ISAKOS Congress 2021

2021 ISAKOS Biennial Congress Paper


Can BMAC Application Safely Diminish Perioperative Pain In Patients Undergoing Hip Arthroscopy?

Michael Peter Kucharik, BS, Boston, Massachusetts UNITED STATES
Paul F Abraham, BS, Boston, Massachusetts UNITED STATES
Mark R. Nazal, MPH, Stoneham, MA UNITED STATES
Nathan Varady, MD, MBA, Boston, MA UNITED STATES
Wendy Madeline Meek, BBA, Boston, Massachusetts UNITED STATES
Stephen M Gillinov, AB, New Haven, Connecticut UNITED STATES
Christopher T Eberlin, BS, Boston, MA UNITED STATES
Scott Martin, MD, Boston, MA UNITED STATES

Massachusetts General Hospital, Boston, MA, UNITED STATES

FDA Status Not Applicable


Patients who received BMAC during arthroscopic labral repair reported significantly less pain than those who did not receive BMAC. Patients receiving BMAC also reported with minimal complications.



The purpose of this study was to compare pain levels and medication use in the perioperative period in patients undergoing arthroscopic labral repair with and without BMAC application. The secondary purpose of this study was to report safety of the procedure by evaluating post-operative complications from the perioperative period to final follow-up.
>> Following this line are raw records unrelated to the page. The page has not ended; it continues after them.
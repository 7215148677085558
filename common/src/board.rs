use serde::{Deserialize, Serialize};

use crate::Direction;

/// One grid-aligned cell, in board units. Coordinates are always multiples
/// of the owning board's cell size.
#[derive(Debug, Clone, Copy, PartialEq, Eq, Hash, Serialize, Deserialize)]
pub struct Position {
    pub x: i32,
    pub y: i32,
}

impl Position {
    pub fn new(x: i32, y: i32) -> Self {
        Position { x, y }
    }

    /// The cell one step over in the given direction.
    pub fn stepped(self, direction: Direction, cell_size: i32) -> Self {
        let (dx, dy) = direction.offset();
        Position {
            x: self.x + dx * cell_size,
            y: self.y + dy * cell_size,
        }
    }
}

/// What happens when the snake's head leaves the board. Resolved once at
/// session start.
#[derive(Debug, Clone, Copy, PartialEq, Eq, Serialize, Deserialize)]
pub enum EdgePolicy {
    /// Exiting one side re-enters on the opposite side.
    Wrap,
    /// Exiting the board ends the session.
    Lethal,
}

#[derive(Debug, Clone, Copy, PartialEq, Eq, Serialize, Deserialize)]
pub struct Board {
    pub width: i32,
    pub height: i32,
    pub cell_size: i32,
}

impl Board {
    /// Dimensions are truncated down to whole cells.
    pub fn new(width: i32, height: i32, cell_size: i32) -> Self {
        Board {
            width: width - width % cell_size,
            height: height - height % cell_size,
            cell_size,
        }
    }

    pub fn columns(&self) -> i32 {
        self.width / self.cell_size
    }

    pub fn rows(&self) -> i32 {
        self.height / self.cell_size
    }

    pub fn contains(&self, position: Position) -> bool {
        position.x >= 0 && position.x < self.width && position.y >= 0 && position.y < self.height
    }

    /// Fold an out-of-range coordinate back onto the board, one axis at a
    /// time. Stepping off the right edge lands on column 0; stepping off the
    /// left edge lands on the last column. Same for rows.
    pub fn wrapped(&self, position: Position) -> Position {
        Position {
            x: position.x.rem_euclid(self.width),
            y: position.y.rem_euclid(self.height),
        }
    }

    /// The grid-aligned cell closest to the board center. Used as the spawn
    /// cell for a new session.
    pub fn center_cell(&self) -> Position {
        Position {
            x: self.columns() / 2 * self.cell_size,
            y: self.rows() / 2 * self.cell_size,
        }
    }
}
use super::traits::GlyphRenderer;
use super::types::{CharDimensions, CharPattern};

pub struct StandardRenderer {
    char_dims: CharDimensions,
}

impl StandardRenderer {
    pub fn new(char_dims: CharDimensions) -> Self {
        Self { char_dims }
    }
}

impl GlyphRenderer for StandardRenderer {
    fn char_dimensions(&self) -> CharDimensions {
        self.char_dims
    }

    fn snake_segment(&self, is_head: bool) -> CharPattern {
        // Bright block for the head, shaded block for the body.
        let ch = if is_head { '█' } else { '▓' };
        CharPattern::single(ch, self.char_dims)
    }

    fn food(&self) -> CharPattern {
        CharPattern::single('●', self.char_dims)
    }

    fn empty(&self) -> CharPattern {
        CharPattern::empty(self.char_dims)
    }
}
A prospective cohort of consecutive patients undergoing arthroscopic acetabular labral repair with possible BMAC application between January 2018 and March 2020 were offered enrollment into the study. BMAC was not used in patients with widespread degenerative changes or patients without any discernable degenerative changes. Each patient was prescribed 20 tablets of 5 mg oxycodone and was instructed to take 1 tablet for breakthrough pain of moderate intensity. Patients were instructed to complete a medication and visual analog scale (VAS) pain tracker and return it at their suture removal appointment, approximately 12-14 days after surgery. Outcomes collected from this tracker were compared between the group of patients treated with BMAC and the group not treated with BMAC. In addition, retrospective chart review was conducted for 171 patients who received BMAC by the senior surgeon during arthroscopic acetabular labral repair. Progress notes from the perioperative period until final follow-up were examined for possible complications related to BMAC harvesting and application.


Seventy patients [40 (57.1%) males] completed the medication and pain tracker. 59 (84.3%) of these patients underwent BMAC application. Mean (95% CI) age was 31.71 (29.52, 33.91). On postoperative day #1 (POD#1), VAS pain scores were lower in the BMAC group, approaching statistical significance (4.76 vs. 6.18 p=0.095). The BMAC group reported significantly less pain than the No BMAC group on POD#5 (3.53 vs. 5.18; p=0.010), POD #10 (2.23 vs. 3.73; p=0.014), and the suture removal appointment (1.80 vs. 3.18; p=0.008). The mean length of opioid (4.02 vs. 2.82 days; p=0.348) and NSAID (8.59 vs. 8.00 days; p=0.677) usage did not differ significantly between groups. The total number of opioid (8.47 vs. 7.45; p=0.715) and NSAID (27.83 vs. 21.36; p=0.464) pills taken also did not differ significantly between groups. The maximum number of opioid (2.61 vs. 2.64; p=0.973) and NSAID (5.07 vs. 5.55; p=0.708) pills taken in a single day was also similar. Among the 171 patients in the retrospective cohort, 19 (11.1%) had signs of heterotopic ossification (HO) on follow-up radiograph, 2 (1.2%) progressed to total hip arthroplasty (THA) by final follow-up, and 1 (0.5%) had evidence of neuropraxia. Zero patients had evidence of wound infection, joint infection, skin necrosis, hemorrhage, avascular necrosis, or required a repeat arthroscopic procedure.


Patients treated with BMAC at the time of hip arthroscopy had significantly lower VAS pain scores than those not treated with BMAC, despite undergoing bone marrow aspiration—normally a painful procedure. Furthermore, the patients treated with BMAC used opioids and NSAID medications at similar rates as those treated without BMAC. Patients treated with BMAC suffered minimal postoperative complications, as zero patients had evidence of joint infection, wound infection, or hemorrhage secondary to BMAC harvesting and application.